Peter Beinart, journalist and professor, will talk about how media has affected current tensions within the American Jewish community during a conversation with James Fallows, national correspondent for The Atlantic, at 2 p.m. Tuesday in the Hall of Philosophy. Their conversation, “Tribalism, Globalism, and Judaism in the Age of Trump,” will add to the interfaith component of Week Eight’s theme, “Media and the News: Ethics in the Digital Age.”
“The debate that Trump has kind of framed has shifted the debate inside the American Jewish community in ways that are going to be significant for a long time to come,” said Beinart, associate professor of journalism and political science at the City University of New York.
The debate inside Judaism, Beinart said, is between tribalists and globalists.
Just as President Donald Trump’s rhetoric supports nativism and isolation, these Jewish tribalists want to protect the Jewish people from outsiders and support a strong Israel. Globalists, on the other hand, identify Jewish people as a minority group and want to support the rights of other minorities, like refugees.

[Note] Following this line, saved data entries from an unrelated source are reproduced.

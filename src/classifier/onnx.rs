//! Hosted-model classifier backed by a pretrained ONNX network.
//!
//! The model and its id-to-label table are loaded exactly once, at
//! construction, and shared read-only across every request afterwards.
//! tract plans are inference-only, so no gradient state exists to disable.

use std::fs;
use std::path::Path;

use serde_json::Value;
use tract_onnx::prelude::*;

use crate::classes;
use crate::classifier::{argmax, Classification, Classifier, ModelStatus};
use crate::config::OnnxConfig;
use crate::error::{Error, Result};
use crate::preprocess::{ImageInput, ImageNormalizer};

/// ImageNet normalization mean values (RGB)
const IMAGENET_MEAN: [f32; 3] = [0.485, 0.456, 0.406];
/// ImageNet normalization std values (RGB)
const IMAGENET_STD: [f32; 3] = [0.229, 0.224, 0.225];

type OnnxPlan = SimplePlan<TypedFact, Box<dyn TypedOp>, Graph<TypedFact, Box<dyn TypedOp>>>;

/// Classifier backed by a pretrained ONNX vision model.
pub struct OnnxClassifier {
    plan: OnnxPlan,
    labels: Vec<String>,
    normalizer: ImageNormalizer,
    /// Model input shape, NCHW with batch size 1
    input_shape: [usize; 4],
}

impl OnnxClassifier {
    /// Load the model and its label table.
    ///
    /// This is the expensive step; callers construct one classifier per
    /// process, not per request.
    pub fn load(config: &OnnxConfig) -> Result<Self> {
        let plan = tract_onnx::onnx()
            .model_for_path(&config.model_path)
            .map_err(|e| {
                Error::Model(format!(
                    "failed to read ONNX model {}: {e}",
                    config.model_path.display()
                ))
            })?
            .into_optimized()
            .map_err(|e| Error::Model(format!("failed to optimize model: {e}")))?
            .into_runnable()
            .map_err(|e| Error::Model(format!("model is not runnable: {e}")))?;

        let input_shape = probe_input_shape(&plan, config.image_size)?;

        let labels = match &config.labels_path {
            Some(path) => load_labels(path)?,
            None => classes::CLASS_NAMES.iter().map(|s| s.to_string()).collect(),
        };

        let normalizer = ImageNormalizer::with_size(input_shape[3] as u32);

        Ok(Self {
            plan,
            labels,
            normalizer,
            input_shape,
        })
    }

    /// Scale a [0,1] CHW tensor with ImageNet statistics and wrap it in a
    /// batched NCHW tract tensor.
    fn to_input_tensor(&self, chw: Vec<f32>) -> Result<Tensor> {
        let [_, channels, height, width] = self.input_shape;
        let num_pixels = height * width;

        let mut data = chw;
        if data.len() != channels * num_pixels {
            return Err(Error::Inference(format!(
                "normalized tensor has {} values, model expects {}",
                data.len(),
                channels * num_pixels
            )));
        }

        for c in 0..channels {
            let (mean, std) = (IMAGENET_MEAN[c], IMAGENET_STD[c]);
            for value in &mut data[c * num_pixels..(c + 1) * num_pixels] {
                *value = (*value - mean) / std;
            }
        }

        Tensor::from_shape(&self.input_shape, &data)
            .map_err(|e| Error::Inference(format!("failed to build input tensor: {e}")))
    }
}

impl Classifier for OnnxClassifier {
    fn predict(&self, input: ImageInput<'_>) -> Result<Classification> {
        let normalized = self.normalizer.normalize_input(input)?;
        let tensor = self.to_input_tensor(normalized.to_chw())?;

        let outputs = self
            .plan
            .run(tvec!(tensor.into()))
            .map_err(|e| Error::Inference(format!("model run failed: {e}")))?;

        let logits: Vec<f32> = outputs[0]
            .to_array_view::<f32>()
            .map_err(|e| Error::Inference(format!("unexpected output tensor: {e}")))?
            .iter()
            .copied()
            .collect();

        if logits.is_empty() {
            return Err(Error::Inference("model produced no logits".to_string()));
        }

        let probabilities = softmax(&logits);
        let (index, probability) = argmax(&probabilities);

        let label = self
            .labels
            .get(index)
            .cloned()
            .unwrap_or_else(|| "Unknown".to_string());

        Ok(Classification {
            label,
            confidence: round_confidence(probability),
        })
    }

    fn status(&self) -> ModelStatus {
        ModelStatus::Loaded
    }
}

/// Read the model's declared input shape, or fall back to a square NCHW
/// shape when the model leaves it dynamic.
fn probe_input_shape(plan: &OnnxPlan, fallback_size: u32) -> Result<[usize; 4]> {
    let fact = plan
        .model()
        .input_fact(0)
        .map_err(|e| Error::Model(format!("failed to read model input: {e}")))?;

    let shape: Vec<usize> = fact
        .shape
        .as_concrete()
        .map(|s| s.to_vec())
        .unwrap_or_else(|| vec![1, 3, fallback_size as usize, fallback_size as usize]);

    if shape.len() != 4 || shape[0] != 1 || shape[1] != 3 {
        return Err(Error::Model(format!(
            "unsupported model input shape {shape:?}, expected [1, 3, H, W]"
        )));
    }

    Ok([shape[0], shape[1], shape[2], shape[3]])
}

/// Load an id-to-label table from JSON.
///
/// Accepts either a plain array (`["Apple_scab", ...]`) or an object keyed
/// by stringified class index (`{"0": "Apple_scab", ...}`), which is how
/// exported model configs usually ship their `id2label` table.
fn load_labels(path: &Path) -> Result<Vec<String>> {
    let content = fs::read_to_string(path)
        .map_err(|e| Error::Model(format!("failed to read label table {}: {e}", path.display())))?;

    let value: Value = serde_json::from_str(&content)?;

    match value {
        Value::Array(items) => items
            .into_iter()
            .map(|item| {
                item.as_str()
                    .map(str::to_string)
                    .ok_or_else(|| Error::Model("label table entries must be strings".to_string()))
            })
            .collect(),
        Value::Object(map) => {
            let mut labels = vec![String::new(); map.len()];
            for (key, item) in map {
                let index: usize = key
                    .parse()
                    .map_err(|_| Error::Model(format!("non-numeric label id {key:?}")))?;
                let label = item
                    .as_str()
                    .ok_or_else(|| Error::Model("label table entries must be strings".to_string()))?;

                if index >= labels.len() {
                    return Err(Error::Model(format!(
                        "label id {index} out of range for table of {} entries",
                        labels.len()
                    )));
                }
                labels[index] = label.to_string();
            }
            Ok(labels)
        }
        _ => Err(Error::Model(
            "label table must be a JSON array or object".to_string(),
        )),
    }
}

/// Softmax over raw logits, stabilized by max subtraction.
fn softmax(logits: &[f32]) -> Vec<f32> {
    let max = logits.iter().copied().fold(f32::NEG_INFINITY, f32::max);
    let exps: Vec<f32> = logits.iter().map(|&l| (l - max).exp()).collect();
    let sum: f32 = exps.iter().sum();
    exps.into_iter().map(|e| e / sum).collect()
}

/// Round a probability to 4 decimal places for the response payload.
fn round_confidence(probability: f32) -> f32 {
    (probability * 10_000.0).round() / 10_000.0
}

Beinart said he will talk about how Trump and the onslaught of various types of media in the information age has influenced this division. Breitbart is an example of this, he said, because it is both hated and appreciated by Jewish people. Those who criticize it see its anti-Muslim, anti-Latino rhetoric as offensive because Jews identify with other persecuted groups.
“And yet, there’s a very strong connection to Breitbart among those Jews who essentially see Jewishness in Israel as on Trump’s side in this clash of civilizations both in the United States and globally,” Beinart said.
Beinart himself is currently a working journalist, and is a contributor to The Atlantic, a senior columnist at The Forward and a political commentator for CNN. Fallows said he knows Beinart as someone very involved in politics both in the United States and the Jewish world, based on his books, including 2012’s The Crisis of Zionism.
Fallows said Tuesday’s talk will be similar to his Monday conversation with Washington Post columnist Michael Gerson’s, in regard to talking about the larger evolution of politics in the United States. But, Fallows said, Beinart’s talk will be from the Jewish perspective. Beinart said that there is a notable difference between the three Abrahamic faiths.
“Like Christianity and Islam, (Judaism is) a religion with a universal message for all people, but it’s also a religion that’s bound up in a particular nation, a particular people,” Beinart said.
Fallows said this week’s lectures will not just discuss the challenges of modern society because people are already well aware of them. They will also address how to deal with and buffer those strains.
“I think this series (is) an examination by some of the best qualified and most articulate speakers about the ways in which the traditional bulwarks of successful civil society can cope with these pressures,” Fallows said.